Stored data

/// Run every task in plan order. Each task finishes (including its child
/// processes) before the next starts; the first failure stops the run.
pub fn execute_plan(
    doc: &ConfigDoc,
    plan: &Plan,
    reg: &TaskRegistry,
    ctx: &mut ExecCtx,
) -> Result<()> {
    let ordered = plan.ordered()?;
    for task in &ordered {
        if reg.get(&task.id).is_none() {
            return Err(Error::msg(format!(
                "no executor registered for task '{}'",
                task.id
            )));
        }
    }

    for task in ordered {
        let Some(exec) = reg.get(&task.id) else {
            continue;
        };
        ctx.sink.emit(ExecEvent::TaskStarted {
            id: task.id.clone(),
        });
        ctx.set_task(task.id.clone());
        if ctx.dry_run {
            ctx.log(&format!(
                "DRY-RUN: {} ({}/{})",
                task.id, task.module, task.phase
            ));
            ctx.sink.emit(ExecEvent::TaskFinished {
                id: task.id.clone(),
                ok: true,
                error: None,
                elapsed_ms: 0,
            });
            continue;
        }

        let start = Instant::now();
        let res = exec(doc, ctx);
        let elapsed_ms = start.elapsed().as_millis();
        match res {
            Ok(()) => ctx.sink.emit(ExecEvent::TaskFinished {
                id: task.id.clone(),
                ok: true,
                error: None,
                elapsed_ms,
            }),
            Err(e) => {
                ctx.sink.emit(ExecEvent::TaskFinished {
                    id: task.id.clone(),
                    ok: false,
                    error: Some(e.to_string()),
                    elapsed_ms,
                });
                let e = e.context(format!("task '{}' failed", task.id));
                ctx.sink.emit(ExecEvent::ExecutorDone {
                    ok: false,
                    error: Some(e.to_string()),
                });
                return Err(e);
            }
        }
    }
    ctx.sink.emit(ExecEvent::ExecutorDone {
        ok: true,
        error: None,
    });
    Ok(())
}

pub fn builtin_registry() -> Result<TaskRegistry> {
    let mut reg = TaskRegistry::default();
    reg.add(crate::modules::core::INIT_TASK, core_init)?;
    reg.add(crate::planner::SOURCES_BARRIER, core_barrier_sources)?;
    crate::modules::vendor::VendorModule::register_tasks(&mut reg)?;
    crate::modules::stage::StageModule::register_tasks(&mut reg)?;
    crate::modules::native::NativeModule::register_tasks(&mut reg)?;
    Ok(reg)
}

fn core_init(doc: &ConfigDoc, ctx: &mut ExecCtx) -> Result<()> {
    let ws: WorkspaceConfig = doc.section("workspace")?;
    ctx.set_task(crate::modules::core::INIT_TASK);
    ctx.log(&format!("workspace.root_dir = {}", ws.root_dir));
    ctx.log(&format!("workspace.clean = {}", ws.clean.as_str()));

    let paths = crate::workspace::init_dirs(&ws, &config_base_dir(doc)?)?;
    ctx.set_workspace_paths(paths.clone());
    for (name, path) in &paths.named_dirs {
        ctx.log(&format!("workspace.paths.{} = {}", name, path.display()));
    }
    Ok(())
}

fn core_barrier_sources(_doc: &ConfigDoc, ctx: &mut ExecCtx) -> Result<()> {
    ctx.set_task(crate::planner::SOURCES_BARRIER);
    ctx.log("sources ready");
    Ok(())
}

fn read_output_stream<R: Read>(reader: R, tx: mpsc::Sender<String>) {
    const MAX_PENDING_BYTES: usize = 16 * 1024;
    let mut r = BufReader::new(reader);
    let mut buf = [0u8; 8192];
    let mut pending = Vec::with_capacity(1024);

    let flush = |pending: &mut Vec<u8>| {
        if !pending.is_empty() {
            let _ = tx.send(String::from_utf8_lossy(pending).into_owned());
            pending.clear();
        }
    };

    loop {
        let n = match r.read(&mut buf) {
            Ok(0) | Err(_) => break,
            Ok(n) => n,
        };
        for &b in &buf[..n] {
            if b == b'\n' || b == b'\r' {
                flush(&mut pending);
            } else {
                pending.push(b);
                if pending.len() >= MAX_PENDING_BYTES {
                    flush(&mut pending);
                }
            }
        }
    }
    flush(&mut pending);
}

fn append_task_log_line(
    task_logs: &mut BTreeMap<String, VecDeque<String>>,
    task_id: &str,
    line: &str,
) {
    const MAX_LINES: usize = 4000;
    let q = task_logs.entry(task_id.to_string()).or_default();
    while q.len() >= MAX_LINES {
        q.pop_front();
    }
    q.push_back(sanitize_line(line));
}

PROBLEM TO WORK ON → Nothing but a number belongs in the answer: the tally of lines in the data holding "flush".

EXERCISE SOLUTION → 4